WHAT THE TASK ASKS:
In the entries below, find each line bearing the string "QueryRejection" and copy it.

AVAILABLE RECORDS:
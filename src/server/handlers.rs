//! HTTP handlers for search and the write path.

use std::sync::Arc;

use axum::{
    extract::{
        rejection::{JsonRejection, QueryRejection},
        FromRequest, FromRequestParts, Query, Request, State,
    },
    http::{request::Parts, StatusCode},
    response::{IntoResponse, Json, Response},
};
use serde::{de::DeserializeOwned, Deserialize, Serialize};
use tracing::{debug, error};

use super::AppState;
use crate::error::{SearchError, StoreError};
use crate::models::{Entity, GeoPoint, Listing, NewEntity, NewListing, RecordKind};
use crate::search::{search, SearchHit, SearchParams};
use crate::store::RecordSource;

#[derive(Serialize)]
struct ErrorBody {
    error: String,
}

/// Error response carrying `{"error": message}`
pub struct ApiError(StatusCode, String);

impl IntoResponse for ApiError {
    fn into_response(self) -> Response {
        (self.0, Json(ErrorBody { error: self.1 })).into_response()
    }
}

impl From<SearchError> for ApiError {
    fn from(e: SearchError) -> Self {
        ApiError(StatusCode::BAD_REQUEST, e.to_string())
    }
}

impl From<StoreError> for ApiError {
    fn from(e: StoreError) -> Self {
        let status = match &e {
            StoreError::InvalidLocation(_)
            | StoreError::Validation(_)
            | StoreError::IdOutOfRange { .. } => StatusCode::BAD_REQUEST,
            StoreError::NotFound { .. } => StatusCode::NOT_FOUND,
            StoreError::Duplicate { .. } => StatusCode::CONFLICT,
        };
        ApiError(status, e.to_string())
    }
}

impl From<QueryRejection> for ApiError {
    fn from(rejection: QueryRejection) -> Self {
        ApiError(rejection.status(), rejection.body_text())
    }
}

impl From<JsonRejection> for ApiError {
    fn from(rejection: JsonRejection) -> Self {
        ApiError(rejection.status(), rejection.body_text())
    }
}

/// `Query` whose rejections render as `{"error": ...}`
pub struct ApiQuery<T>(pub T);

impl<T, S> FromRequestParts<S> for ApiQuery<T>
where
    T: DeserializeOwned,
    S: Send + Sync,
{
    type Rejection = ApiError;

    async fn from_request_parts(parts: &mut Parts, state: &S) -> Result<Self, Self::Rejection> {
        let Query(value) = Query::<T>::from_request_parts(parts, state).await?;
        Ok(ApiQuery(value))
    }
}

/// JSON body whose rejections render as `{"error": ...}`
pub struct ApiJson<T>(pub T);

impl<T, S> FromRequest<S> for ApiJson<T>
where
    T: DeserializeOwned,
    S: Send + Sync,
{
    type Rejection = ApiError;

    async fn from_request(req: Request, state: &S) -> Result<Self, Self::Rejection> {
        let Json(value) = Json::<T>::from_request(req, state).await?;
        Ok(ApiJson(value))
    }
}

/// Raw query string; parsed by hand so bad values get our error payload
#[derive(Debug, Deserialize)]
pub struct SearchQueryParams {
    /// Search text
    q: Option<String>,
    /// Center latitude
    lat: Option<String>,
    /// Center longitude
    lon: Option<String>,
    /// Radius in km
    radius: Option<String>,
}

/// One search result
#[derive(Debug, Serialize, Deserialize, PartialEq)]
pub struct SearchResult {
    pub id: u64,
    pub name: String,
    pub description: String,
    pub location: Option<GeoPoint>,
    /// Kilometres from the center; only present for radius searches
    #[serde(skip_serializing_if = "Option::is_none", default)]
    pub distance: Option<f64>,
}

impl From<SearchHit> for SearchResult {
    fn from(hit: SearchHit) -> Self {
        Self {
            id: hit.record.id,
            name: hit.record.name,
            description: hit.record.description,
            location: hit.record.location,
            distance: hit.distance_km,
        }
    }
}

#[derive(Serialize)]
pub struct HealthResponse {
    status: &'static str,
    entities: usize,
    listings: usize,
}

/// Health check endpoint
pub async fn health(State(state): State<Arc<AppState>>) -> Json<HealthResponse> {
    let (entities, listings) = state.store.stats();
    Json(HealthResponse {
        status: "ok",
        entities,
        listings,
    })
}

fn run_search(
    state: &AppState,
    kind: RecordKind,
    params: SearchQueryParams,
) -> Result<Json<Vec<SearchResult>>, ApiError> {
    let search_params = SearchParams::from_params(
        params.q.as_deref(),
        params.lat.as_deref(),
        params.lon.as_deref(),
        params.radius.as_deref(),
        state.default_radius_km,
    )?;

    let center = search_params
        .center
        .as_ref()
        .map(|c| (c, search_params.radius_km));

    let records = state.store.fetch_candidates(kind, center).map_err(|e| {
        error!("Fetching {} records failed: {:#}", kind, e);
        ApiError(StatusCode::INTERNAL_SERVER_ERROR, e.to_string())
    })?;

    let hits = search(records, &search_params)?;
    debug!("{} search returned {} results", kind, hits.len());

    Ok(Json(hits.into_iter().map(SearchResult::from).collect()))
}

/// Proximity search over entities
pub async fn search_entities(
    State(state): State<Arc<AppState>>,
    ApiQuery(params): ApiQuery<SearchQueryParams>,
) -> Result<Json<Vec<SearchResult>>, ApiError> {
    run_search(&state, RecordKind::Entity, params)
}

/// Proximity search over listings
pub async fn search_listings(
    State(state): State<Arc<AppState>>,
    ApiQuery(params): ApiQuery<SearchQueryParams>,
) -> Result<Json<Vec<SearchResult>>, ApiError> {
    run_search(&state, RecordKind::Listing, params)
}

pub async fn create_entity(
    State(state): State<Arc<AppState>>,
    ApiJson(new): ApiJson<NewEntity>,
) -> Result<(StatusCode, Json<Entity>), ApiError> {
    let entity = state.store.create_entity(new)?;
    Ok((StatusCode::CREATED, Json(entity)))
}

pub async fn create_listing(
    State(state): State<Arc<AppState>>,
    ApiJson(new): ApiJson<NewListing>,
) -> Result<(StatusCode, Json<Listing>), ApiError> {
    let listing = state.store.create_listing(new)?;
    Ok((StatusCode::CREATED, Json(listing)))
}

RESULT FOR THIS TASK:
        rejection::{JsonRejection, QueryRejection},
impl From<QueryRejection> for ApiError {
    fn from(rejection: QueryRejection) -> Self {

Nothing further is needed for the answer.